2007-04-30 03:37:36 · 20 answers · asked by Anonymous in Pregnancy & Parenting Grade-Schooler

alot of people saying talk to the parents. we have talked to his mom (single parent) and she dosnt know what to do.
also i for got to say this but its about 4:15 when he starts freaking out ( its an afterschool program) and hes been in school sence 7:30 and is going to be there till 5:00 or 5:30 also he is a shelter kid and so we cant kick him out (part of our funding rules) and if we did kick him out his mom would have to quit the job she has and that would mess up there living situation

2007-04-30 03:49:12 · update #1

20 answers

Isn't it sad that in todays society we are not allowed to hug a child or touch them in comfort? He is still young, too young in my opinion for Kindergarten. Have you had a talk with the parents? Where does the child go after school? Home to mom, or some daycare. He most likely has difficulty dealing with his emotions because he wasn't taught what to do with them. Anger issues are not uncommon even at that age. When my son (just turned 6) gets mad, he will stand with his arms crossed in front, pull down his lower lip and roll his eyes. I usually let him cool off for a minute or two. Then I stand in front of him and keep eye contact. I ask what's wrong. If he doesn't answer I tell him that I know he is angry and that's okay but that there are healthy ways of releasing anger. By talking about it for example. Tell him that you will listen to him. Acknowledge what he says and help him find a solution. Don't give him the solution, just help him think of one himself. He may just need an open ear and some understanding. I know that's a lot to ask of you. Plus, get the parents in asap.

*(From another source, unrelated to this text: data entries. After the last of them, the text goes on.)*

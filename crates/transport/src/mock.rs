//! In-memory USB host for testing
//!
//! [`MockUsbHost`] implements both [`UsbHost`] and [`PermissionAuthority`]
//! and can be scripted to fail at each step of the open sequence, to answer
//! permission requests in different ways, and to simulate a device reboot
//! during which the device is absent for a number of enumerations and then
//! comes back at a new address.

use crate::error::{Result, TransportError};
use crate::host::{
    AttachedDevice, ControlRequest, DeviceKey, DeviceLink, EndpointInfo, InterfaceInfo,
    USB_CLASS_CDC_DATA, USB_CLASS_COMM, UsbHost,
};
use crate::permission::{PermissionAuthority, PermissionResponder, PermissionResponse};
use rusb::{Direction, TransferType};
use std::collections::HashSet;
use std::sync::{Arc, Mutex, MutexGuard};

/// First file descriptor handed out by the mock
const BASE_FD: i32 = 40;

/// Build a device with a standard CDC-ACM interface layout
///
/// Interface 0 is the communication interface with an interrupt IN endpoint
/// at 0x83; interface 1 is the data interface with bulk IN 0x81 and bulk
/// OUT 0x02.
pub fn cdc_device(bus: u8, address: u8, vendor_id: u16, product_id: u16) -> AttachedDevice {
    AttachedDevice {
        key: DeviceKey::new(bus, address),
        vendor_id,
        product_id,
        interfaces: vec![
            InterfaceInfo {
                number: 0,
                class_code: USB_CLASS_COMM,
                endpoints: vec![EndpointInfo {
                    address: 0x83,
                    transfer_type: TransferType::Interrupt,
                    direction: Direction::In,
                }],
            },
            InterfaceInfo {
                number: 1,
                class_code: USB_CLASS_CDC_DATA,
                endpoints: vec![
                    EndpointInfo {
                        address: 0x81,
                        transfer_type: TransferType::Bulk,
                        direction: Direction::In,
                    },
                    EndpointInfo {
                        address: 0x02,
                        transfer_type: TransferType::Bulk,
                        direction: Direction::Out,
                    },
                ],
            },
        ],
    }
}

/// How the mock answers permission requests
#[derive(Debug, Clone, Copy, PartialEq, Eq)]
pub enum MockPermission {
    /// Every device is already permitted
    Granted,
    /// Not permitted up front; a request is granted
    GrantOnRequest,
    /// Not permitted up front; a request is denied
    DenyOnRequest,
    /// Requests are never answered
    Silent,
    /// Requests are answered with a grant for another device only
    GrantOtherDevice(DeviceKey),
}

#[derive(Debug)]
struct MockState {
    devices: Vec<AttachedDevice>,
    hidden_probes: usize,
    unplugged: bool,
    fail_enumeration: bool,
    fail_open: bool,
    refused_claims: HashSet<u8>,
    fail_line_coding: bool,
    permission: MockPermission,
    granted: HashSet<DeviceKey>,
    pending_responders: Vec<PermissionResponder>,
    permission_requests: usize,
    enumerations: usize,
    opened: usize,
    closed: usize,
    live_links: usize,
    claimed: Vec<u8>,
    control_requests: Vec<(ControlRequest, Vec<u8>)>,
}

/// Scriptable in-memory USB host
#[derive(Debug, Clone)]
pub struct MockUsbHost {
    state: Arc<Mutex<MockState>>,
}

impl Default for MockUsbHost {
    fn default() -> Self {
        Self::new()
    }
}

impl MockUsbHost {
    /// Host with no attached devices
    pub fn new() -> Self {
        Self::with_devices(Vec::new())
    }

    pub fn with_devices(devices: Vec<AttachedDevice>) -> Self {
        Self {
            state: Arc::new(Mutex::new(MockState {
                devices,
                hidden_probes: 0,
                unplugged: false,
                fail_enumeration: false,
                fail_open: false,
                refused_claims: HashSet::new(),
                fail_line_coding: false,
                permission: MockPermission::Granted,
                granted: HashSet::new(),
                pending_responders: Vec::new(),
                permission_requests: 0,
                enumerations: 0,
                opened: 0,
                closed: 0,
                live_links: 0,
                claimed: Vec::new(),
                control_requests: Vec::new(),
            })),
        }
    }

    fn lock(&self) -> MutexGuard<'_, MockState> {
        self.state.lock().unwrap_or_else(|poisoned| poisoned.into_inner())
    }

    pub fn set_devices(&self, devices: Vec<AttachedDevice>) {
        self.lock().devices = devices;
    }

    pub fn set_permission(&self, permission: MockPermission) {
        self.lock().permission = permission;
    }

    pub fn fail_enumeration(&self, fail: bool) {
        self.lock().fail_enumeration = fail;
    }

    pub fn fail_open(&self, fail: bool) {
        self.lock().fail_open = fail;
    }

    pub fn refuse_claim(&self, interface: u8) {
        self.lock().refused_claims.insert(interface);
    }

    pub fn fail_line_coding(&self, fail: bool) {
        self.lock().fail_line_coding = fail;
    }

    /// Drop off the bus and come back after `hidden_probes` enumerations
    ///
    /// Every device returns with its address incremented, the way a real
    /// re-enumeration assigns a fresh address.
    pub fn simulate_reboot(&self, hidden_probes: usize) {
        let mut state = self.lock();
        state.hidden_probes = hidden_probes;
        for device in &mut state.devices {
            device.key.address = device.key.address.wrapping_add(1);
        }
    }

    /// Drop off the bus for good
    pub fn unplug(&self) {
        self.lock().unplugged = true;
    }

    pub fn enumeration_count(&self) -> usize {
        self.lock().enumerations
    }

    pub fn permission_requests(&self) -> usize {
        self.lock().permission_requests
    }

    pub fn open_count(&self) -> usize {
        self.lock().opened
    }

    pub fn close_count(&self) -> usize {
        self.lock().closed
    }

    /// Links opened and not yet closed
    pub fn live_links(&self) -> usize {
        self.lock().live_links
    }

    /// Interfaces claimed so far, in order, across all links
    pub fn claimed_interfaces(&self) -> Vec<u8> {
        self.lock().claimed.clone()
    }

    /// Control transfers written so far with their payloads
    pub fn control_requests(&self) -> Vec<(ControlRequest, Vec<u8>)> {
        self.lock().control_requests.clone()
    }
}

impl UsbHost for MockUsbHost {
    type Link = MockLink;

    fn attached_devices(&self) -> Result<Vec<AttachedDevice>> {
        let mut state = self.lock();
        state.enumerations += 1;

        if state.fail_enumeration {
            return Err(TransportError::Usb(rusb::Error::Io));
        }
        if state.unplugged {
            return Ok(Vec::new());
        }
        if state.hidden_probes > 0 {
            state.hidden_probes -= 1;
            return Ok(Vec::new());
        }
        Ok(state.devices.clone())
    }

    fn open(&self, device: &AttachedDevice) -> Result<MockLink> {
        let mut state = self.lock();
        if state.fail_open {
            return Err(TransportError::ConnectionOpenFailed(format!(
                "{} refused to open",
                device.key
            )));
        }
        state.opened += 1;
        state.live_links += 1;
        let fd = BASE_FD + i32::try_from(state.opened).unwrap_or(i32::MAX - BASE_FD);

        Ok(MockLink {
            state: Arc::clone(&self.state),
            fd,
            open: true,
        })
    }
}

impl PermissionAuthority for MockUsbHost {
    fn has_permission(&self, device: &AttachedDevice) -> bool {
        let state = self.lock();
        state.permission == MockPermission::Granted || state.granted.contains(&device.key)
    }

    fn request_permission(&self, device: &AttachedDevice, responder: PermissionResponder) {
        let mut state = self.lock();
        state.permission_requests += 1;

        match state.permission {
            MockPermission::Granted | MockPermission::GrantOnRequest => {
                state.granted.insert(device.key);
                responder.respond(PermissionResponse::granted(device.key));
            }
            MockPermission::DenyOnRequest => {
                responder.respond(PermissionResponse::denied(device.key));
            }
            MockPermission::Silent => {
                state.pending_responders.push(responder);
            }
            MockPermission::GrantOtherDevice(other) => {
                responder.respond(PermissionResponse::granted(other));
                state.pending_responders.push(responder);
            }
        }
    }
}

/// Link returned by [`MockUsbHost::open`]
#[derive(Debug)]
pub struct MockLink {
    state: Arc<Mutex<MockState>>,
    fd: i32,
    open: bool,
}

impl MockLink {
    fn lock(&self) -> MutexGuard<'_, MockState> {
        self.state.lock().unwrap_or_else(|poisoned| poisoned.into_inner())
    }
}

impl DeviceLink for MockLink {
    fn file_descriptor(&self) -> i32 {
        if self.open { self.fd } else { -1 }
    }

    fn claim_interface(&mut self, interface: u8) -> Result<()> {
        if !self.open {
            return Err(TransportError::LinkClosed);
        }
        let mut state = self.lock();
        if state.refused_claims.contains(&interface) {
            return Err(TransportError::InterfaceClaimFailed {
                interface,
                message: "Resource busy".to_string(),
            });
        }
        state.claimed.push(interface);
        Ok(())
    }

    fn write_control(&mut self, request: &ControlRequest, data: &[u8]) -> Result<usize> {
        if !self.open {
            return Err(TransportError::LinkClosed);
        }
        let mut state = self.lock();
        if state.fail_line_coding {
            return Err(TransportError::Usb(rusb::Error::Pipe));
        }
        state.control_requests.push((*request, data.to_vec()));
        Ok(data.len())
    }

    fn close(&mut self) {
        if self.open {
            self.open = false;
            let mut state = self.lock();
            state.closed += 1;
            state.live_links -= 1;
        }
    }
}

impl Drop for MockLink {
    fn drop(&mut self) {
        self.close();
    }
}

2007-04-30 03:45:48 · answer #1 · answered by VW 6 · 1 0

Well, my best advice would be to talk with him...While the other children are in the room...ask him if he would like to go out into the hall and talk for a min...then leaving the door cracked so you can monitor the other children in the room talk to him. There might be something more going on then just what you know about. And if that still dosen't work...then give him a time out....get a chair sit it in the corner and make him sit in it for 5 min....if you can't get him to do that. Call the principle and have them come in and help....they can't expect you to handle 20 5 yr old on your own...that's crazyness!...Good luck with this. I hope that you figure out something that works!

ADDITIONAL INFO;

Agian it sounds to me like he's acting out...Trying to get the one on one attention that I'm sure he's probably not getting much of at the shelter. Considering that I know if I was a single mom in that situation I would be freaking out trying to get things in order. Try seeing if you can give him a little one on one attention every now and then and see if that dosen't correct the problem. Sit down and talk to him..try to get him to talk to you and tell you what's up. 99% of the time kids don't just act out...for no reason. Figure out what it is. Could be as simple as there is a kid that won't include him...to something as complicated as the only time he gets that attention is when he acts out...so maybe he's getting used to it....agian Good luck with this issue!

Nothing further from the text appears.